Economic evaluation of online computerised cognitive-behavioural therapy without support for depression in primary care: randomised trial
BACKGROUND: Evidence about the cost-effectiveness and cost utility of computerised cognitive-behavioural therapy (CCBT) is still limited. Recently, we compared the clinical effectiveness of unsupported, online CCBT with treatment as usual (TAU) and a combination of CCBT and TAU (CCBT plus TAU) for depression. The study is registered at the Netherlands Trial Register, part of the Dutch Cochrane Centre (ISRCTN47481236).
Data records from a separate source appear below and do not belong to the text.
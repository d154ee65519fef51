//! Process environments and the build-time environment accumulator.

use lifecycle_data::api::ApiVersion;
use std::collections::BTreeMap;
use std::env;
use std::ffi::{OsStr, OsString};
use std::fs;
use std::io;
use std::path::Path;

const PATH_LIST_SEPARATOR: &str = if cfg!(target_family = "windows") {
    ";"
} else {
    ":"
};

/// The layer subdirectories with conventional environment variables, and the
/// variables each one is prepended to.
const ROOT_DIR_VARS: [(&str, &[&str]); 4] = [
    ("bin", &["PATH"]),
    ("lib", &["LIBRARY_PATH", "LD_LIBRARY_PATH"]),
    ("include", &["CPATH"]),
    ("pkgconfig", &["PKG_CONFIG_PATH"]),
];

fn is_path_list_var(name: &OsStr) -> bool {
    ROOT_DIR_VARS
        .iter()
        .flat_map(|(_, vars)| vars.iter())
        .any(|var| OsStr::new(var) == name)
}

/// Generic collection of environment variables.
#[derive(Clone, Debug, Default, Eq, PartialEq)]
pub struct Env {
    inner: BTreeMap<OsString, OsString>,
}

impl Env {
    /// Creates an empty `Env`.
    pub fn new() -> Self {
        Self::default()
    }

    /// Creates an `Env` from a snapshot of the current process environment.
    pub fn from_current() -> Self {
        Self {
            inner: env::vars_os().collect(),
        }
    }

    /// Inserts a key-value pair, overriding the value if `key` was already
    /// present.
    pub fn insert(&mut self, key: impl Into<OsString>, value: impl Into<OsString>) -> &mut Self {
        self.inner.insert(key.into(), value.into());
        self
    }

    pub fn get(&self, key: impl AsRef<OsStr>) -> Option<&OsString> {
        self.inner.get(key.as_ref())
    }

    pub fn contains_key(&self, key: impl AsRef<OsStr>) -> bool {
        self.inner.contains_key(key.as_ref())
    }

    pub fn iter(&self) -> std::collections::btree_map::Iter<'_, OsString, OsString> {
        self.inner.iter()
    }
}

impl<'a> IntoIterator for &'a Env {
    type Item = (&'a OsString, &'a OsString);
    type IntoIter = std::collections::btree_map::Iter<'a, OsString, OsString>;

    fn into_iter(self) -> Self::IntoIter {
        self.iter()
    }
}

/// How a file in an `env/` directory modifies the variable it names.
#[derive(Clone, Copy, Debug, Eq, PartialEq)]
pub enum ActionType {
    Append,
    Default,
    Override,
    Prepend,
    /// Prepend with the OS path-list separator. The implicit action of
    /// suffix-less files for buildpack APIs before 0.5.
    PrependPath,
}

impl ActionType {
    /// The action applied to files without an action suffix.
    pub fn default_for(api: ApiVersion) -> Self {
        if api < ApiVersion::new(0, 5) {
            ActionType::PrependPath
        } else {
            ActionType::Override
        }
    }

    fn from_suffix(suffix: &str) -> Option<Self> {
        match suffix {
            "append" => Some(ActionType::Append),
            "default" => Some(ActionType::Default),
            "override" => Some(ActionType::Override),
            "prepend" => Some(ActionType::Prepend),
            _ => None,
        }
    }
}

/// The environment a build runs in, accumulated across buildpacks.
///
/// Layers that declare `build = true` contribute twice: their conventional
/// subdirectories (`bin`, `lib`, ...) are prepended to the matching path
/// variables, and the files of their `env/` and `env.build/` directories are
/// applied as modifications, with the file suffix selecting the action.
pub struct BuildEnv {
    vars: Env,
}

impl BuildEnv {
    pub fn new(vars: Env) -> Self {
        Self { vars }
    }

    /// Discovers the conventional subdirectories of `base_dir` and prepends
    /// them to their variables.
    pub fn add_root_dir(&mut self, base_dir: &Path) -> io::Result<()> {
        for (subdir, vars) in ROOT_DIR_VARS {
            let path = base_dir.join(subdir);
            if path.is_dir() {
                for var in vars {
                    self.prepend_with(var, path.as_os_str(), Some(OsStr::new(PATH_LIST_SEPARATOR)));
                }
            }
        }
        Ok(())
    }

    /// Applies every file of `env_dir` as an environment modification.
    ///
    /// The file name is the variable, the contents are the value and the file
    /// suffix selects the action; files without a suffix use
    /// `default_action`. `<name>.delim` files configure the delimiter used
    /// for `<name>`; without one, path-list variables use the OS path-list
    /// separator and everything else concatenates without a delimiter.
    ///
    /// A missing directory is not an error.
    pub fn add_env_dir(&mut self, env_dir: &Path, default_action: ActionType) -> io::Result<()> {
        let entries = match read_env_files(env_dir) {
            Ok(entries) => entries,
            Err(io_error) if io_error.kind() == io::ErrorKind::NotFound => return Ok(()),
            Err(io_error) => return Err(io_error),
        };

        let mut delims: BTreeMap<OsString, OsString> = BTreeMap::new();
        for (file_name, contents) in &entries {
            let path = Path::new(file_name);
            if path.extension() == Some(OsStr::new("delim")) {
                if let Some(stem) = path.file_stem() {
                    delims.insert(stem.to_os_string(), contents.clone());
                }
            }
        }

        for (file_name, contents) in entries {
            let path = Path::new(&file_name);
            let Some(name) = path.file_stem().map(OsStr::to_os_string) else {
                continue;
            };

            let action = match path.extension() {
                None => default_action,
                Some(extension) => match extension.to_str().and_then(ActionType::from_suffix) {
                    Some(action) => action,
                    // Unknown suffixes (including `delim`) are not
                    // modifications themselves.
                    None => continue,
                },
            };

            let delim = delims.get(&name).map(OsString::clone).or_else(|| {
                is_path_list_var(&name).then(|| OsString::from(PATH_LIST_SEPARATOR))
            });

            match action {
                ActionType::Override => {
                    self.vars.insert(name, contents);
                }
                ActionType::Default => {
                    if !self.vars.contains_key(&name) {
                        self.vars.insert(name, contents);
                    }
                }
                ActionType::Append => self.append_with(&name, &contents, delim.as_deref()),
                ActionType::Prepend => self.prepend_with(&name, &contents, delim.as_deref()),
                ActionType::PrependPath => {
                    self.prepend_with(&name, &contents, Some(OsStr::new(PATH_LIST_SEPARATOR)));
                }
            }
        }

        Ok(())
    }

    /// The accumulated environment with the platform's `env/` directory
    /// applied on top: the full environment a non-`clear-env` buildpack runs
    /// with.
    pub fn with_platform(&self, platform_dir: &Path) -> io::Result<Env> {
        let mut env = self.vars.clone();

        match read_env_files(&platform_dir.join("env")) {
            Ok(entries) => {
                for (file_name, contents) in entries {
                    env.insert(file_name, contents);
                }
            }
            Err(io_error) if io_error.kind() == io::ErrorKind::NotFound => {}
            Err(io_error) => return Err(io_error),
        }

        Ok(env)
    }

    /// The accumulated environment without platform additions: what a
    /// `clear-env` buildpack runs with.
    pub fn list(&self) -> Env {
        self.vars.clone()
    }

    fn append_with(&mut self, name: &OsStr, value: &OsStr, delim: Option<&OsStr>) {
        let mut new_value = self.vars.get(name).cloned().unwrap_or_default();
        if !new_value.is_empty() {
            if let Some(delim) = delim {
                new_value.push(delim);
            }
        }
        new_value.push(value);
        self.vars.insert(name, new_value);
    }

    fn prepend_with(&mut self, name: impl AsRef<OsStr>, value: &OsStr, delim: Option<&OsStr>) {
        let mut new_value = OsString::from(value);
        if let Some(previous) = self.vars.get(&name) {
            if !previous.is_empty() {
                if let Some(delim) = delim {
                    new_value.push(delim);
                }
                new_value.push(previous);
            }
        }
        self.vars.insert(name.as_ref(), new_value);
    }
}

/// Reads the flat files of a directory as `(file name, contents)` pairs,
/// sorted by file name. Subdirectories are ignored.
fn read_env_files(dir: &Path) -> io::Result<Vec<(OsString, OsString)>> {
    let mut files = Vec::new();

    for dir_entry in fs::read_dir(dir)? {
        let dir_entry = dir_entry?;
        if !dir_entry.file_type()?.is_file() {
            continue;
        }

        // Contents must not be reinterpreted through an assumed charset;
        // they are raw bytes that end up in environment values verbatim.
        #[cfg(target_family = "unix")]
        let contents = {
            use std::os::unix::ffi::OsStringExt;
            OsString::from_vec(fs::read(dir_entry.path())?)
        };
        #[cfg(not(target_family = "unix"))]
        let contents = OsString::from(fs::read_to_string(dir_entry.path())?);

        files.push((dir_entry.file_name(), contents));
    }

    files.sort_by(|(a, _), (b, _)| a.cmp(b));
    Ok(files)
}

#[cfg(test)]
mod tests {
    use super::*;

    fn env_with(pairs: &[(&str, &str)]) -> Env {
        let mut env = Env::new();
        for (key, value) in pairs {
            env.insert(*key, *value);
        }
        env
    }

    #[test]
    fn add_root_dir_prepends_conventional_directories() {
        let temp_dir = tempfile::tempdir().unwrap();
        fs::create_dir_all(temp_dir.path().join("bin")).unwrap();
        fs::create_dir_all(temp_dir.path().join("lib")).unwrap();

        let mut build_env = BuildEnv::new(env_with(&[("PATH", "/usr/bin")]));
        build_env.add_root_dir(temp_dir.path()).unwrap();
        let env = build_env.list();

        let expected_path = format!(
            "{}{}{}",
            temp_dir.path().join("bin").display(),
            PATH_LIST_SEPARATOR,
            "/usr/bin"
        );
        assert_eq!(env.get("PATH").unwrap(), &OsString::from(expected_path));
        assert_eq!(
            env.get("LIBRARY_PATH").unwrap(),
            temp_dir.path().join("lib").as_os_str()
        );
        assert_eq!(
            env.get("LD_LIBRARY_PATH").unwrap(),
            temp_dir.path().join("lib").as_os_str()
        );
        assert_eq!(env.get("CPATH"), None);
    }

    #[test]
    fn add_env_dir_applies_suffix_actions() {
        let temp_dir = tempfile::tempdir().unwrap();
        fs::write(temp_dir.path().join("APPENDED.append"), "two").unwrap();
        fs::write(temp_dir.path().join("DEFAULTED.default"), "ignored").unwrap();
        fs::write(temp_dir.path().join("NEW.default"), "fresh").unwrap();
        fs::write(temp_dir.path().join("OVERRIDDEN.override"), "new").unwrap();
        fs::write(temp_dir.path().join("PREPENDED.prepend"), "head").unwrap();

        let mut build_env = BuildEnv::new(env_with(&[
            ("APPENDED", "one"),
            ("DEFAULTED", "kept"),
            ("OVERRIDDEN", "old"),
            ("PREPENDED", "tail"),
        ]));
        build_env
            .add_env_dir(temp_dir.path(), ActionType::Override)
            .unwrap();
        let env = build_env.list();

        // No delim file and not a path-list variable: values concatenate.
        assert_eq!(env.get("APPENDED").unwrap(), &OsString::from("onetwo"));
        assert_eq!(env.get("DEFAULTED").unwrap(), &OsString::from("kept"));
        assert_eq!(env.get("NEW").unwrap(), &OsString::from("fresh"));
        assert_eq!(env.get("OVERRIDDEN").unwrap(), &OsString::from("new"));
        assert_eq!(env.get("PREPENDED").unwrap(), &OsString::from("headtail"));
    }

    #[test]
    fn add_env_dir_uses_delim_files() {
        let temp_dir = tempfile::tempdir().unwrap();
        fs::write(temp_dir.path().join("LIST.append"), "two").unwrap();
        fs::write(temp_dir.path().join("LIST.delim"), ",").unwrap();

        let mut build_env = BuildEnv::new(env_with(&[("LIST", "one")]));
        build_env
            .add_env_dir(temp_dir.path(), ActionType::Override)
            .unwrap();

        assert_eq!(
            build_env.list().get("LIST").unwrap(),
            &OsString::from("one,two")
        );
    }

    #[test]
    fn suffixless_files_use_the_default_action() {
        let temp_dir = tempfile::tempdir().unwrap();
        fs::write(temp_dir.path().join("PATH"), "/layer/bin").unwrap();

        // Buildpack API < 0.5: prepend as a path list.
        let mut build_env = BuildEnv::new(env_with(&[("PATH", "/usr/bin")]));
        build_env
            .add_env_dir(temp_dir.path(), ActionType::default_for(ApiVersion::new(0, 4)))
            .unwrap();
        assert_eq!(
            build_env.list().get("PATH").unwrap(),
            &OsString::from(format!("/layer/bin{PATH_LIST_SEPARATOR}/usr/bin"))
        );

        // Buildpack API >= 0.5: override.
        let mut build_env = BuildEnv::new(env_with(&[("PATH", "/usr/bin")]));
        build_env
            .add_env_dir(temp_dir.path(), ActionType::default_for(ApiVersion::new(0, 5)))
            .unwrap();
        assert_eq!(
            build_env.list().get("PATH").unwrap(),
            &OsString::from("/layer/bin")
        );
    }

    #[test]
    fn path_list_vars_get_the_path_separator_by_default() {
        let temp_dir = tempfile::tempdir().unwrap();
        fs::write(temp_dir.path().join("PATH.append"), "/layer/bin").unwrap();

        let mut build_env = BuildEnv::new(env_with(&[("PATH", "/usr/bin")]));
        build_env
            .add_env_dir(temp_dir.path(), ActionType::Override)
            .unwrap();

        assert_eq!(
            build_env.list().get("PATH").unwrap(),
            &OsString::from(format!("/usr/bin{PATH_LIST_SEPARATOR}/layer/bin"))
        );
    }

    #[test]
    fn missing_env_dir_is_not_an_error() {
        let mut build_env = BuildEnv::new(Env::new());
        build_env
            .add_env_dir(Path::new("/does/not/exist"), ActionType::Override)
            .unwrap();
    }

    #[test]
    fn with_platform_overrides_but_does_not_leak_into_list() {
        let temp_dir = tempfile::tempdir().unwrap();
        let env_dir = temp_dir.path().join("env");
        fs::create_dir_all(&env_dir).unwrap();
        fs::write(env_dir.join("SETTING"), "from-platform").unwrap();

        let build_env = BuildEnv::new(env_with(&[("SETTING", "from-process")]));

        let with_platform = build_env.with_platform(temp_dir.path()).unwrap();
        assert_eq!(
            with_platform.get("SETTING").unwrap(),
            &OsString::from("from-platform")
        );
        assert_eq!(
            build_env.list().get("SETTING").unwrap(),
            &OsString::from("from-process")
        );
    }
}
AIMS: To assess the cost-effectiveness of CCBT compared with TAU and CCBT plus TAU. METHOD: Costs, depression severity and quality of life were measured for 12 months. Cost-effectiveness and cost-utility analyses were performed from a societal perspective. Uncertainty was dealt with by bootstrap replications and sensitivity analyses. RESULTS: Costs were lowest for the CCBT group. There are no significant group differences in effectiveness or quality of life. Cost-utility and cost-effectiveness analyses tend to be in favour of CCBT. CONCLUSIONS: On balance, CCBT constitutes the most efficient treatment strategy, although all treatments showed low adherence rates and modest improvements in depression and quality of life.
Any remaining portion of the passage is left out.